American writer (1841–1916)

Sarah Elizabeth Mary Knowles Bolton (September 15, 1841 – February 21, 1916) was an American writer. She was born in Farmington, Connecticut. In 1866, she married Charles E. Bolton, a merchant and philanthropist. She wrote extensively for the press, was one of the first corresponding secretaries of the National Woman's Christian Temperance Union (N.W.C.T.U.), and was associate editor of the Boston Congregationalist (1878–81). Bolton traveled for two years in Europe, studying profit-sharing, female higher education, and other social questions. Her writings encouraged readers to improve the world about them through faith and hard work.

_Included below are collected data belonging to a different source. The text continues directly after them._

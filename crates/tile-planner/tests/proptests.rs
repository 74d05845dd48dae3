// Copyright (c) 2025 Dimitris Kafetzis
//
// Licensed under the MIT License.
// See LICENSE file in the project root for full license information.
//
// SPDX-License-Identifier: MIT

//! Property-based tests for tile covers.
//!
//! For arbitrary batches and tiling parameters, a cover must:
//! - sum each sample's tile sizes to its element count,
//! - never exceed the nominal tile size or mix samples within a tile,
//! - partition the tile list into in-order, gap-free task ranges.

use proptest::prelude::*;
use tensor_meta::{Shape, ShapeList};
use tile_planner::get_tiled_cover;

/// Generate a batch of 0..6 samples, each of rank 0..=3 with small extents.
fn arb_shapes() -> impl Strategy<Value = ShapeList> {
    prop::collection::vec(prop::collection::vec(0usize..40, 0..=3), 0..6)
        .prop_map(|samples| ShapeList::new(samples.into_iter().map(Shape::new).collect()))
}

proptest! {
    #[test]
    fn prop_tiles_cover_each_sample(
        shapes in arb_shapes(),
        tile_size in 1usize..300,
        tiles_per_task in 1usize..20,
    ) {
        let cover = get_tiled_cover(&shapes, tile_size, tiles_per_task).unwrap();

        let mut per_sample = vec![0usize; shapes.num_samples()];
        for tile in &cover.tiles {
            prop_assert!(tile.size >= 1 && tile.size <= tile_size);
            prop_assert_eq!(tile.tile_size, tile_size);
            per_sample[tile.sample_idx] += tile.size;
        }
        for (got, shape) in per_sample.iter().zip(shapes.iter()) {
            prop_assert_eq!(*got, shape.num_elements());
        }
        prop_assert!(cover.validate(&shapes).is_ok());
    }

    #[test]
    fn prop_task_ranges_partition_tiles(
        shapes in arb_shapes(),
        tile_size in 1usize..64,
        tiles_per_task in 1usize..10,
    ) {
        let cover = get_tiled_cover(&shapes, tile_size, tiles_per_task).unwrap();

        let concatenated: Vec<usize> = cover
            .ranges
            .iter()
            .flat_map(|r| r.as_range())
            .collect();
        let expected: Vec<usize> = (0..cover.num_tiles()).collect();
        prop_assert_eq!(concatenated, expected);

        for (i, range) in cover.ranges.iter().enumerate() {
            prop_assert!(range.len() <= tiles_per_task);
            if i + 1 < cover.ranges.len() {
                prop_assert_eq!(range.len(), tiles_per_task);
            }
        }
    }

    #[test]
    fn prop_cover_is_deterministic(shapes in arb_shapes(), tile_size in 1usize..100) {
        let a = get_tiled_cover(&shapes, tile_size, 4).unwrap();
        let b = get_tiled_cover(&shapes, tile_size, 4).unwrap();
        prop_assert_eq!(a, b);
    }
}
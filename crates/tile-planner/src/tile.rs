// Copyright (c) 2025 Dimitris Kafetzis
//
// Licensed under the MIT License.
// See LICENSE file in the project root for full license information.
//
// SPDX-License-Identifier: MIT

//! Tiles and tile ranges: the two units of work assignment.

use std::ops::Range;

/// A contiguous linear slice of one sample's elements.
///
/// A tile never spans two samples. Its first element sits at
/// `extent_idx * tile_size` within the sample's flat buffer.
#[derive(Debug, Clone, Copy, PartialEq, Eq, Hash, serde::Serialize, serde::Deserialize)]
pub struct TileDesc {
    /// Sample this tile belongs to.
    pub sample_idx: usize,
    /// Index of this tile within its sample.
    pub extent_idx: usize,
    /// Number of elements actually covered (`<= tile_size`).
    pub size: usize,
    /// Nominal tile size the cover was built with.
    pub tile_size: usize,
}

impl TileDesc {
    /// Offset of the tile's first element within its sample.
    pub fn offset(&self) -> usize {
        self.extent_idx * self.tile_size
    }

    /// Element range covered within the sample.
    pub fn element_range(&self) -> Range<usize> {
        let start = self.offset();
        start..start + self.size
    }

    /// Returns `true` when the tile is shorter than nominal (a sample tail).
    pub fn is_partial(&self) -> bool {
        self.size < self.tile_size
    }
}

/// A task's half-open range `[begin, end)` into the ordered tile list.
#[derive(Debug, Clone, Copy, PartialEq, Eq, Hash, serde::Serialize, serde::Deserialize)]
pub struct TileRange {
    pub begin: usize,
    pub end: usize,
}

impl TileRange {
    pub fn new(begin: usize, end: usize) -> Self {
        Self { begin, end }
    }

    /// Number of tiles in the range.
    pub fn len(&self) -> usize {
        self.end.saturating_sub(self.begin)
    }

    pub fn is_empty(&self) -> bool {
        self.len() == 0
    }

    /// The range as a slice index.
    pub fn as_range(&self) -> Range<usize> {
        self.begin..self.end
    }
}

== Early years and education ==
Sarah Elizabeth Mary Knowles was born in Farmington, Connecticut, on September 15, 1841, to parents John Segar and Mary Elizabeth Knowles. John descended from Henry Knowles, who moved to Portsmouth, Rhode Island, from London, England, in 1665. Her grandmother, Mary Carpenter, was descended from Elizabeth Jenckes, sister of Joseph Jenckes, Governor of Rhode Island. Her mother's ancestry included Nathaniel Stanley, of Hartford, Connecticut, Lieutenant Colonel of First Regiment in 1739; Assistant Treasurer, 1725–49; Treasurer, 1749–55, and from Colonel William Pynchon, one of the 26 incorporators of Massachusetts Bay Colony, and the founder of Springfield, Massachusetts.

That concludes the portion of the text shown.